# Hopping Parameter Extraction
To follow this tutorial, please download and unzip `Example3/` from [this link](https://drive.google.com/file/d/1_gMT74f_1PqxQ8Um1-y_i11Y2tKg7-3f/view?usp=drivesdk) (26 GB).
----
## How to Extract Hopping Parameters
The core feature of `VacHopPy`—calculating **effective hopping parameters**—is automated by the `analyze` command. The basic syntax is as follows:
```bash
vachoppy analyze [PATH_TRAJ] [PATH_STRUCTURE] [SYMBOL] --neb [NEB_CSV]
```
### Command Arguments
This command takes the following primary arguments:
* **`PATH_TRAJ`**
Path to either a single HDF5 trajectory file or a root directory containing multiple HDF5 files. If files from multiple temperatures are provided, an Arrhenius-type analysis is automatically performed.
* **`PATH_STRUCTURE`**
Path to a structure file of the perfect, vacancy-free material. While this example uses VASP POSCAR, any format supported by the **Atomic Simulation Environment (ASE)** is compatible. `VacHopPy` uses this file to determine lattice sites and potential hopping paths.
* **`SYMBOL`**
The chemical symbol of the diffusing species (e.g., O for oxygen).
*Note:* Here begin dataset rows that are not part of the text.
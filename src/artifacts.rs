// src/artifacts.rs

use std::fs;
use std::io;
use std::path::{Path, PathBuf};

use glob::{glob, Pattern};

#[derive(Debug, Default)]
pub struct CleanReport {
    pub removed: Vec<PathBuf>,
    /// Matched but gone by the time we got to it.
    pub vanished: Vec<PathBuf>,
    pub failed: Vec<(PathBuf, String)>,
}

/// Delete coverage artifacts from a previous run.
///
/// Each pattern is matched inside `dir` only. All patterns are expanded before
/// anything is deleted. Per-file failures are collected, never returned as an
/// error.
pub fn clean_artifacts(dir: &Path, patterns: &[String]) -> CleanReport {
    let mut report = CleanReport::default();
    let base = Pattern::escape(&dir.to_string_lossy());
    let mut matched = Vec::new();

    for pat in patterns {
        let full = format!("{}/{}", base, pat);
        let paths = match glob(&full) {
            Ok(p) => p,
            Err(e) => {
                report.failed.push((PathBuf::from(&full), e.to_string()));
                continue;
            }
        };

        for entry in paths {
            match entry {
                Ok(path) if path.is_dir() => {}
                Ok(path) => matched.push(path),
                Err(e) => report.failed.push((e.path().to_path_buf(), e.to_string())),
            }
        }
    }

    remove_matched(matched, &mut report);
    report
}

/// Delete each path, sorting the outcome into `report`.
fn remove_matched(paths: Vec<PathBuf>, report: &mut CleanReport) {
    for path in paths {
        match fs::remove_file(&path) {
            Ok(()) => report.removed.push(path),
            Err(e) if e.kind() == io::ErrorKind::NotFound => report.vanished.push(path),
            Err(e) => report.failed.push((path, e.to_string())),
        }
    }
}
// src/config.rs

use std::fs;
use std::path::{Path, PathBuf};

use serde::Deserialize;

use crate::testgen::extract::Validation;

pub const CONFIG_FILE: &str = "covgen.toml";

#[derive(Debug, Clone, Deserialize, PartialEq)]
#[serde(default)]
pub struct LlmConfig {
    pub endpoint: String,
    pub model: String,
    pub timeout_secs: u64,
}

impl Default for LlmConfig {
    fn default() -> Self {
        Self {
            endpoint: "http://localhost:11434/api/generate".into(),
            model: "codellama".into(),
            timeout_secs: 120,
        }
    }
}

/// Everything the pipeline needs to know about paths and tools.
///
/// `source`, `test_file` and `binary` are file names inside `work_dir`.
#[derive(Debug, Clone, Deserialize, PartialEq)]
#[serde(default)]
pub struct PipelineConfig {
    pub work_dir: PathBuf,
    pub source: String,
    pub test_file: String,
    pub binary: String,
    pub prompt_file: PathBuf,
    pub log_dir: Option<PathBuf>,

    pub compiler: String,
    pub compiler_flags: Vec<String>,
    pub coverage_tool: String,
    pub artifact_patterns: Vec<String>,

    pub validation: Validation,
    pub repair_log_chars: usize,

    pub llm: LlmConfig,
}

impl Default for PipelineConfig {
    fn default() -> Self {
        Self {
            work_dir: PathBuf::from("input"),
            source: "sample.c".into(),
            test_file: "test_sample.c".into(),
            binary: "test_binary".into(),
            prompt_file: PathBuf::from("prompts/test_prompt.yaml"),
            log_dir: Some(PathBuf::from("logs")),
            compiler: "gcc".into(),
            compiler_flags: vec![
                "-Wall".into(),
                "-fprofile-arcs".into(),
                "-ftest-coverage".into(),
            ],
            coverage_tool: "gcov".into(),
            artifact_patterns: vec!["*.gcda".into(), "*.gcno".into(), "*.gcov".into()],
            validation: Validation::Strict,
            repair_log_chars: 1000,
            llm: LlmConfig::default(),
        }
    }
}

impl PipelineConfig {
    pub fn source_path(&self) -> PathBuf {
        self.work_dir.join(&self.source)
    }

    pub fn test_path(&self) -> PathBuf {
        self.work_dir.join(&self.test_file)
    }

    pub fn binary_path(&self) -> PathBuf {
        self.work_dir.join(&self.binary)
    }

    /// gcov names its listing after the source file, inside the directory it ran in.
    pub fn listing_path(&self) -> PathBuf {
        self.work_dir.join(format!("{}.gcov", self.source))
    }

    pub fn log_file(&self, name: &str) -> Option<PathBuf> {
        self.log_dir.as_ref().map(|d| d.join(name))
    }
}

/// Resolve and load the config file.
///
/// Explicit path first, then `covgen.toml` in the current directory, then the
/// user config dir. Nothing found means defaults; a file that exists but does
/// not parse is an error.
pub fn load(explicit: Option<&Path>) -> Result<PipelineConfig, String> {
    if let Some(path) = explicit {
        return read_config(path);
    }

    for path in candidate_paths() {
        if path.is_file() {
            return read_config(&path);
        }
    }

    Ok(PipelineConfig::default())
}

fn candidate_paths() -> Vec<PathBuf> {
    let mut paths = vec![PathBuf::from(CONFIG_FILE)];
    if let Some(dir) = dirs::config_dir() {
        paths.push(dir.join("covgen/config.toml"));
    }
    paths
}

fn read_config(path: &Path) -> Result<PipelineConfig, String> {
    let raw = fs::read_to_string(path)
        .map_err(|e| format!("Failed to read config {}: {}", path.display(), e))?;

    parse(&raw).map_err(|e| format!("Invalid config {}: {}", path.display(), e))
}

pub fn parse(raw: &str) -> Result<PipelineConfig, String> {
    toml::from_str(raw).map_err(|e| e.to_string())
}
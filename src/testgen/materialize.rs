use std::fs;
use std::io::{self, Write};
use std::path::{Path, PathBuf};

/* ============================================================
   Public entry
   ============================================================ */

/// Replace the test file with `test_code` in one step.
///
/// The code goes to a sibling temp file first and is renamed over the target,
/// so the compiler never sees a half-written file and a failed write leaves
/// the previous version in place.
pub fn materialize_test(path: &Path, test_code: &str) -> io::Result<()> {
    ensure_parent_dir(path)?;

    let tmp = temp_sibling(path);
    let written = write_all(&tmp, test_code.trim());

    if let Err(e) = written.and_then(|_| fs::rename(&tmp, path)) {
        let _ = fs::remove_file(&tmp);
        return Err(e);
    }

    Ok(())
}

/* ============================================================
   Helpers
   ============================================================ */

fn write_all(path: &Path, content: &str) -> io::Result<()> {
    let mut file = fs::File::create(path)?;
    file.write_all(content.as_bytes())?;
    file.sync_all()
}

fn temp_sibling(path: &Path) -> PathBuf {
    let name = path
        .file_name()
        .and_then(|s| s.to_str())
        .unwrap_or("test");

    path.with_file_name(format!(".{name}.tmp"))
}

fn ensure_parent_dir(path: &Path) -> io::Result<()> {
    if let Some(parent) = path.parent() {
        if !parent.as_os_str().is_empty() {
            fs::create_dir_all(parent)?;
        }
    }
    Ok(())
}

#[cfg(test)]
mod tests {
    use super::*;

    #[test]
    fn overwrites_whole_file_and_trims() {
        let dir = tempfile::tempdir().unwrap();
        let path = dir.path().join("test_sample.c");
        fs::write(&path, "old contents that are much longer than the new ones").unwrap();

        materialize_test(&path, "\n  int main() {}\n\n").unwrap();

        assert_eq!(fs::read_to_string(&path).unwrap(), "int main() {}");
        assert!(!temp_sibling(&path).exists());
    }

    #[test]
    fn creates_missing_directory() {
        let dir = tempfile::tempdir().unwrap();
        let path = dir.path().join("input/nested/test_sample.c");

        materialize_test(&path, "x").unwrap();
        assert_eq!(fs::read_to_string(&path).unwrap(), "x");
    }
}
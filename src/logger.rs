use crate::state::{LogLevel, LogLine, PipelineState, MAX_LOGS};

pub fn log(state: &mut PipelineState, level: LogLevel, msg: impl Into<String>) {
    if state.logs.len() >= MAX_LOGS {
        state.logs.pop_front();
    }

    let text = msg.into();
    if state.echo {
        println!("{} {}", prefix(level), text);
    }

    state.logs.push_back(LogLine { level, text });
}

/// Multi-line tool output (compiler diagnostics, test stdout) printed under a heading.
pub fn log_block(state: &mut PipelineState, level: LogLevel, heading: &str, body: &str) {
    let body = body.trim_end();
    if body.is_empty() {
        log(state, level, format!("{heading}: <empty>"));
    } else {
        log(state, level, format!("{heading}:\n{body}"));
    }
}

fn prefix(level: LogLevel) -> &'static str {
    match level {
        LogLevel::Info => "•",
        LogLevel::Success => "✅",
        LogLevel::Warn => "⚠️ ",
        LogLevel::Error => "❌",
    }
}

#[cfg(test)]
mod tests {
    use super::*;

    #[test]
    fn log_buffer_is_bounded() {
        let mut state = PipelineState::new();
        state.echo = false;

        for i in 0..(MAX_LOGS + 5) {
            log(&mut state, LogLevel::Info, format!("line {i}"));
        }

        assert_eq!(state.logs.len(), MAX_LOGS);
        assert_eq!(state.logs.front().unwrap().text, "line 5");
    }

    #[test]
    fn empty_block_is_marked() {
        let mut state = PipelineState::new();
        state.echo = false;

        log_block(&mut state, LogLevel::Info, "STDOUT", "  \n");
        assert_eq!(state.logs.back().unwrap().text, "STDOUT: <empty>");
    }
}
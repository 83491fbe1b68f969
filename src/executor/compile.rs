// src/executor/compile.rs
use std::path::Path;
use std::process::Command;

use crate::config::PipelineConfig;
use crate::state::CompileResult;

/// Build the instrumented test binary from the source + test pair.
///
/// Runs inside the working directory so the coverage notes land next to the
/// source. Launch errors come back as a failed result, never as an `Err`.
pub fn compile_tests(cfg: &PipelineConfig) -> CompileResult {
    let args = compile_args(cfg);

    let output = Command::new(&cfg.compiler)
        .args(&args)
        .current_dir(&cfg.work_dir)
        .output();

    match output {
        Ok(out) => {
            let mut diagnostics = String::from_utf8_lossy(&out.stdout).to_string();
            let stderr = String::from_utf8_lossy(&out.stderr);
            if !stderr.is_empty() {
                if !diagnostics.is_empty() && !diagnostics.ends_with('\n') {
                    diagnostics.push('\n');
                }
                diagnostics.push_str(&stderr);
            }

            CompileResult {
                success: out.status.success(),
                diagnostics,
            }
        }
        Err(e) => CompileResult {
            success: false,
            diagnostics: format!("failed to launch {}: {}", cfg.compiler, e),
        },
    }
}

pub fn compile_args(cfg: &PipelineConfig) -> Vec<String> {
    let mut args = cfg.compiler_flags.clone();
    args.push("-o".into());
    args.push(cfg.binary.clone());
    args.push(cfg.source.clone());
    args.push(cfg.test_file.clone());
    args
}

/// Human-readable form of the compile command, for banners and logs.
pub fn display_command(cfg: &PipelineConfig) -> String {
    let dir = if cfg.work_dir.as_os_str().is_empty() {
        Path::new(".")
    } else {
        cfg.work_dir.as_path()
    };

    format!(
        "(cd {} && {} {})",
        dir.display(),
        cfg.compiler,
        compile_args(cfg).join(" ")
    )
}
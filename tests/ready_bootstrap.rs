use std::cell::{Cell, RefCell};
use std::rc::Rc;
use std::time::Duration;

use stackpanel::prelude::*;

type Tick = Box<dyn FnMut() -> bool>;

/// Ready host that records what was installed and lets tests drive it
struct FakeHost {
    capabilities: Capabilities,
    state: Rc<Cell<DocumentReadyState>>,
    content_loaded: Vec<ReadyGate>,
    legacy_load: Vec<ReadyGate>,
    window_load: Vec<ReadyGate>,
    timers: Vec<(Duration, Tick)>,
}

impl FakeHost {
    fn new(capabilities: Capabilities, state: DocumentReadyState) -> Self {
        Self {
            capabilities,
            state: Rc::new(Cell::new(state)),
            content_loaded: Vec::new(),
            legacy_load: Vec::new(),
            window_load: Vec::new(),
            timers: Vec::new(),
        }
    }

    fn modern() -> Self {
        Self::new(
            Capabilities {
                content_loaded_event: true,
                legacy_attach: false,
                user_agent: Some("Mozilla/5.0 Firefox/140.0".to_string()),
            },
            DocumentReadyState::Loading,
        )
    }

    fn webkit() -> Self {
        Self::new(
            Capabilities {
                content_loaded_event: false,
                legacy_attach: false,
                user_agent: Some("Mozilla/5.0 AppleWebKit/419.3 Safari/419.3".to_string()),
            },
            DocumentReadyState::Loading,
        )
    }

    fn installed(&self) -> usize {
        self.content_loaded.len() + self.legacy_load.len() + self.window_load.len() + self.timers.len()
    }

    /// Run every live timer once, dropping those that asked to stop
    fn run_timers(&mut self) {
        self.timers.retain_mut(|(_, tick)| !tick());
    }

    fn dom_content_loaded(&self) {
        for gate in &self.content_loaded {
            gate.fire();
        }
    }
}

impl ReadyHost for FakeHost {
    fn capabilities(&self) -> Capabilities {
        self.capabilities.clone()
    }

    fn ready_state(&self) -> DocumentReadyState {
        self.state.get()
    }

    fn ready_state_probe(&self) -> Box<dyn Fn() -> DocumentReadyState> {
        let state = Rc::clone(&self.state);
        Box::new(move || state.get())
    }

    fn on_content_loaded(&mut self, gate: ReadyGate) -> StackPanelResult<()> {
        self.content_loaded.push(gate);
        Ok(())
    }

    fn attach_load(&mut self, gate: ReadyGate) -> StackPanelResult<()> {
        self.legacy_load.push(gate);
        Ok(())
    }

    fn every(&mut self, interval: Duration, tick: Tick) -> StackPanelResult<()> {
        self.timers.push((interval, tick));
        Ok(())
    }

    fn chain_load(&mut self, gate: ReadyGate) -> StackPanelResult<()> {
        self.window_load.push(gate);
        Ok(())
    }
}

fn counter() -> (Rc<Cell<u32>>, impl FnOnce() + 'static) {
    let count = Rc::new(Cell::new(0));
    let inner = Rc::clone(&count);
    (count, move || inner.set(inner.get() + 1))
}

#[test]
fn already_interactive_document_fires_immediately() {
    let mut host = FakeHost::modern();
    host.state.set(DocumentReadyState::Interactive);
    let (count, callback) = counter();

    let registration = ReadyBootstrap::default().register(&mut host, callback).unwrap();
    assert_eq!(registration, ReadyRegistration::Immediate);
    assert_eq!(count.get(), 1);
    assert_eq!(host.installed(), 0);
}

#[test]
fn fire_if_ready_can_be_disabled() {
    let mut host = FakeHost::modern();
    host.state.set(DocumentReadyState::Complete);
    let (count, callback) = counter();

    let config = ReadyConfig {
        fire_if_ready: false,
        ..ReadyConfig::default()
    };
    let registration = ReadyBootstrap::new(config).register(&mut host, callback).unwrap();
    assert_eq!(registration, ReadyRegistration::Deferred(ReadyStrategy::NativeEvent));
    assert_eq!(count.get(), 0);
}

#[test]
fn native_event_installs_one_listener_and_fires_once() {
    let mut host = FakeHost::modern();
    let (count, callback) = counter();

    let registration = ReadyBootstrap::default().register(&mut host, callback).unwrap();
    assert_eq!(registration, ReadyRegistration::Deferred(ReadyStrategy::NativeEvent));
    assert_eq!(host.installed(), 1);
    assert_eq!(count.get(), 0);

    host.dom_content_loaded();
    host.dom_content_loaded();
    assert_eq!(count.get(), 1);
}

#[test]
fn legacy_attach_used_without_add_event_listener() {
    let mut host = FakeHost::new(
        Capabilities {
            content_loaded_event: false,
            legacy_attach: true,
            user_agent: Some("AppleWebKit".to_string()),
        },
        DocumentReadyState::Loading,
    );
    let (count, callback) = counter();

    let registration = ReadyBootstrap::default().register(&mut host, callback).unwrap();
    assert_eq!(registration, ReadyRegistration::Deferred(ReadyStrategy::LegacyAttach));
    assert_eq!(host.legacy_load.len(), 1);
    assert_eq!(host.installed(), 1);

    host.legacy_load[0].fire();
    assert_eq!(count.get(), 1);
}

#[test]
fn polling_stops_after_first_success() {
    let mut host = FakeHost::webkit();
    let (count, callback) = counter();

    let registration = ReadyBootstrap::default().register(&mut host, callback).unwrap();
    assert_eq!(registration, ReadyRegistration::Deferred(ReadyStrategy::Polling));
    assert_eq!(host.timers.len(), 1);
    assert_eq!(host.timers[0].0, Duration::from_millis(10));

    for _ in 0..3 {
        host.run_timers();
    }
    assert_eq!(count.get(), 0);

    // `interactive` is not enough for the poll
    host.state.set(DocumentReadyState::Interactive);
    host.run_timers();
    assert_eq!(count.get(), 0);

    host.state.set(DocumentReadyState::Loaded);
    host.run_timers();
    assert_eq!(count.get(), 1);
    assert!(host.timers.is_empty());

    host.run_timers();
    assert_eq!(count.get(), 1);
}

#[test]
fn polling_gives_up_and_runs_callback() {
    let mut host = FakeHost::webkit();
    let (count, callback) = counter();

    let config = ReadyConfig {
        poll_interval_ms: 50,
        max_poll_attempts: Some(3),
        ..ReadyConfig::default()
    };
    ReadyBootstrap::new(config).register(&mut host, callback).unwrap();
    assert_eq!(host.timers[0].0, Duration::from_millis(50));

    host.run_timers();
    host.run_timers();
    assert_eq!(count.get(), 0);
    host.run_timers();
    assert_eq!(count.get(), 1);
    assert!(host.timers.is_empty());
}

#[test]
fn load_fallback_for_unknown_engines() {
    let mut host = FakeHost::new(Capabilities::default(), DocumentReadyState::Loading);
    let (count, callback) = counter();

    let registration = ReadyBootstrap::default().register(&mut host, callback).unwrap();
    assert_eq!(registration, ReadyRegistration::Deferred(ReadyStrategy::LoadFallback));
    assert_eq!(host.window_load.len(), 1);
    assert_eq!(host.installed(), 1);

    host.window_load[0].fire();
    assert_eq!(count.get(), 1);
}

#[test]
fn bootstrap_builds_app_when_ready() {
    let mut host = FakeHost::modern();
    let dom = Rc::new(RefCell::new(MemoryDom::new()));
    let container = dom
        .borrow_mut()
        .stack_panel("stackpanel-multi", &[("A", "pa", false), ("B", "pb", false)]);

    let booted = bootstrap(&mut host, Rc::clone(&dom), AppConfig::default()).unwrap();
    assert_eq!(booted.registration, ReadyRegistration::Deferred(ReadyStrategy::NativeEvent));
    assert!(!booted.is_ready());
    assert_eq!(booted.group_count(), 0);
    assert_eq!(dom.borrow().total_listeners(), 0);

    host.dom_content_loaded();
    assert!(booted.is_ready());
    assert_eq!(booted.group_count(), 1);

    let link = dom.borrow().item_links(container)[1];
    let dispatch = dom.borrow_mut().click(link);
    assert!(dispatch.default_prevented);

    let app = booted.app();
    let group = app.as_ref().unwrap().group("stackpanel-multi").unwrap();
    let dom = dom.borrow();
    let open: Vec<bool> = group.items(&dom).iter().map(|i| group.is_open(&dom, i)).collect();
    assert_eq!(open, vec![false, true]);
}
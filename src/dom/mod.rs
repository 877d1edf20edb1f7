//! Document abstraction
//!
//! Stack panels only need a small slice of the DOM: lookup by id, tag names,
//! parent links, descendant lookup by tag, attributes, the class list and
//! click listeners. [`Dom`] captures that slice so the toggling rules run
//! unchanged against the browser ([`web::WebDom`], `wasm` feature) and
//! against [`MemoryDom`].

mod memory;
#[cfg(feature = "wasm")]
pub mod web;

pub use memory::{ClickDispatch, MemoryDom, NodeId};

use std::fmt;

use crate::class_list::ClassList;
use crate::error::StackPanelResult;

/// What a click listener did with an event
#[derive(Debug, Clone, Copy, PartialEq, Eq)]
pub enum ClickOutcome {
    /// The click was consumed; the host must suppress the default action
    Handled,
    /// Not ours; the event proceeds normally
    Ignored,
}

/// Mechanism used to attach a click listener
#[derive(Debug, Clone, Copy, PartialEq, Eq)]
pub enum ListenerBinding {
    /// Standard `addEventListener`
    EventListener,
    /// Legacy `attachEvent("onclick", ...)`
    LegacyAttach,
    /// Single-slot `onclick` property; replaces any handler already there
    HandlerProperty,
}

impl ListenerBinding {
    /// Try each mechanism in order of preference and stop at the first one
    /// that succeeds. `None` when the host offers none of them.
    pub fn first_available(
        event_listener: impl FnOnce() -> bool,
        legacy_attach: impl FnOnce() -> bool,
        handler_property: impl FnOnce() -> bool,
    ) -> Option<Self> {
        if event_listener() {
            Some(Self::EventListener)
        } else if legacy_attach() {
            Some(Self::LegacyAttach)
        } else if handler_property() {
            Some(Self::HandlerProperty)
        } else {
            None
        }
    }
}

/// Click listener. Receives the document and the element that was clicked.
pub type ClickHandler<D> = Box<dyn FnMut(&mut D, &<D as Dom>::Node) -> ClickOutcome>;

/// The document operations a stack panel relies on
pub trait Dom: Sized + 'static {
    /// Element handle
    type Node: Clone + PartialEq + fmt::Debug + 'static;

    /// Find an element by its `id` attribute
    fn element_by_id(&self, id: &str) -> Option<Self::Node>;

    /// Lower-case tag name
    fn tag_name(&self, node: &Self::Node) -> String;

    /// Parent element, `None` at the root
    fn parent(&self, node: &Self::Node) -> Option<Self::Node>;

    /// Descendants of `root` with the given tag, in document order
    fn elements_by_tag(&self, root: &Self::Node, tag: &str) -> Vec<Self::Node>;

    fn attribute(&self, node: &Self::Node, name: &str) -> Option<String>;

    fn class_list(&self, node: &Self::Node) -> ClassList;

    fn set_class_list(&mut self, node: &Self::Node, classes: &ClassList);

    /// Attach a click listener to `node` for the lifetime of the page
    fn listen_click(
        &mut self,
        node: &Self::Node,
        handler: ClickHandler<Self>,
    ) -> StackPanelResult<ListenerBinding>;

    fn has_class(&self, node: &Self::Node, token: &str) -> bool {
        self.class_list(node).contains(token)
    }

    /// Add or remove one class token, writing back only on change.
    /// Returns `true` if the class list changed.
    fn set_class(&mut self, node: &Self::Node, token: &str, present: bool) -> bool {
        let mut classes = self.class_list(node);
        let changed = classes.set(token, present);
        if changed {
            self.set_class_list(node, &classes);
        }
        changed
    }

    /// Whether `node` is `ancestor` or one of its descendants
    fn is_within(&self, node: &Self::Node, ancestor: &Self::Node) -> bool {
        let mut current = Some(node.clone());
        while let Some(n) = current {
            if &n == ancestor {
                return true;
            }
            current = self.parent(&n);
        }
        false
    }
}
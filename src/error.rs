//! Error types for stack panels

use thiserror::Error;

/// Main error type for stack panel operations
#[derive(Error, Debug)]
pub enum StackPanelError {
    #[error("Item has no anchor element")]
    MissingAnchor,

    #[error("Anchor href '{0}' has no fragment")]
    MissingFragment(String),

    #[error("Panel '{0}' not found in document")]
    PanelNotFound(String),

    #[error("No click listener mechanism available on container '{0}'")]
    ListenerUnavailable(String),

    #[error("Host error: {0}")]
    Host(String),

    #[error("Invalid fixture: {0}")]
    InvalidFixture(String),

    #[error("Configuration error: {0}")]
    Config(#[from] serde_json::Error),
}

/// Result type for stack panel operations
pub type StackPanelResult<T> = Result<T, StackPanelError>;
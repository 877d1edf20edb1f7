//! Application configuration
//!
//! Every field has a default, so an empty JSON object (or no configuration
//! at all) wires up the two well-known containers with the stock marker
//! classes.

use std::time::Duration;

use serde::{Deserialize, Serialize};

use crate::error::StackPanelResult;
use crate::panel::{InitialOpen, PanelGroupOptions};
use crate::ready::RetryPolicy;

/// Container id of the default multi-open stack panel
pub const MULTI_CONTAINER_ID: &str = "stackpanel-multi";
/// Container id of the default single-open stack panel
pub const SINGLE_CONTAINER_ID: &str = "stackpanel-single";

/// CSS marker classes shared with the stylesheet
#[derive(Debug, Clone, PartialEq, Eq, Serialize, Deserialize)]
#[serde(default)]
pub struct Markers {
    /// On a panel: the panel is hidden
    pub hidden: String,
    /// On an item: the item is open
    pub active: String,
    /// Role marker of an item (`li`)
    pub item: String,
    /// Role marker of the clickable link inside an item
    pub link: String,
}

impl Default for Markers {
    fn default() -> Self {
        Self {
            hidden: "hide".to_string(),
            active: "accordeon_zone_actif".to_string(),
            item: "accordeon_zone".to_string(),
            link: "accordeon_zone_item".to_string(),
        }
    }
}

/// One container to enhance at start-up
#[derive(Debug, Clone, PartialEq, Eq, Serialize, Deserialize)]
pub struct GroupConfig {
    pub container_id: String,
    #[serde(default)]
    pub multi_open: bool,
    #[serde(default)]
    pub initial: InitialOpen,
}

impl GroupConfig {
    pub fn new(container_id: &str, multi_open: bool) -> Self {
        Self {
            container_id: container_id.to_string(),
            multi_open,
            initial: InitialOpen::default(),
        }
    }

    /// Set the initially open item policy
    pub fn with_initial(mut self, initial: InitialOpen) -> Self {
        self.initial = initial;
        self
    }
}

/// Page-ready detection settings
#[derive(Debug, Clone, PartialEq, Eq, Serialize, Deserialize)]
#[serde(default)]
pub struct ReadyConfig {
    /// Ready-state polling interval in milliseconds
    pub poll_interval_ms: u64,
    /// Give up polling after this many checks (None = poll until ready)
    pub max_poll_attempts: Option<u32>,
    /// User-agent substring (case-insensitive) selecting the polling strategy
    pub polling_user_agent: String,
    /// Run the callback immediately if the document is already interactive
    pub fire_if_ready: bool,
}

impl Default for ReadyConfig {
    fn default() -> Self {
        Self {
            poll_interval_ms: 10,
            max_poll_attempts: None,
            polling_user_agent: "WebKit".to_string(),
            fire_if_ready: true,
        }
    }
}

impl ReadyConfig {
    pub fn retry_policy(&self) -> RetryPolicy {
        RetryPolicy {
            interval: Duration::from_millis(self.poll_interval_ms),
            max_attempts: self.max_poll_attempts,
        }
    }
}

/// Top-level configuration
#[derive(Debug, Clone, PartialEq, Eq, Serialize, Deserialize)]
#[serde(default)]
pub struct AppConfig {
    pub groups: Vec<GroupConfig>,
    pub markers: Markers,
    pub ready: ReadyConfig,
}

impl Default for AppConfig {
    fn default() -> Self {
        Self {
            groups: vec![
                GroupConfig::new(MULTI_CONTAINER_ID, true),
                GroupConfig::new(SINGLE_CONTAINER_ID, false),
            ],
            markers: Markers::default(),
            ready: ReadyConfig::default(),
        }
    }
}

impl AppConfig {
    /// Parse a JSON configuration
    pub fn from_json(json: &str) -> StackPanelResult<Self> {
        Ok(serde_json::from_str(json)?)
    }

    /// Panel group options for one configured container
    pub fn group_options(&self, group: &GroupConfig) -> PanelGroupOptions {
        PanelGroupOptions {
            multi_open: group.multi_open,
            initial: group.initial,
            markers: self.markers.clone(),
        }
    }
}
* **`--neb [NEB_CSV]`** (Optional)
Path to a CSV file containing the activation energy barrier for each hopping path, as pre-calculated from a method like nudged elastic band (NEB).
### The NEB_CSV File
This optional CSV file provides essential energy information for calculating certain parameters like the attempt frequency ($\nu$) and coordination number ($z$). The format is a simple two-column list of path names and their corresponding energy barriers in eV.
Example `neb_TiO2.csv`:
```bash
A1,0.8698
A2,1.058
A3,1.766
```
The required path names (e.g., `A1`, `A2`) can be identified using the `Site` class.
```python
from vachoppy.core import Site
site = Site([PATH_STRUCTURE], [SYMBOL])
site.summary()
```
Running the `summary()` method provides the necessary structural information about crystal sites and potential hopping paths.
Example output:
```bash
==============================================================================================================
Site Analysis Summary
==============================================================================================================
- Structure File : POSCAR_TiO2
- Diffusing Symbol : O
- Inequivalent Sites : 1 found
- Inequivalent Paths : 3 found (with Rmax = 3.25 Å)
-- Hopping Path Information --
Name Init Site Final Site a (Å) z Initial Coord (Frac) Final Coord (Frac)
------ ----------- ------------ ------- --- ------------------------ -------------------------
A1 site1 site1 2.5626 1 [0.0975, 0.4025, 0.1667] [-0.0975, 0.5975, 0.1667]
A2 site1 site1 2.8031 8 [0.0975, 0.4025, 0.1667] [0.3475, 0.3475, 0.3333]
A3 site1 site1 2.967 2 [0.0975, 0.4025, 0.1667] [0.0975, 0.4025, -0.1667]
==============================================================================================================
```
### List of Extractable Parameters
The specific effective hopping parameters that `VacHopPy` can calculate depend entirely on the data you provide. There are two factors:
* **Number of Temperatures**
Do your HDF5 files represent a single temperature or a range of temperatures?
* **NEB_CSV**
Have you provided a CSV file with pre-calculated hopping barriers?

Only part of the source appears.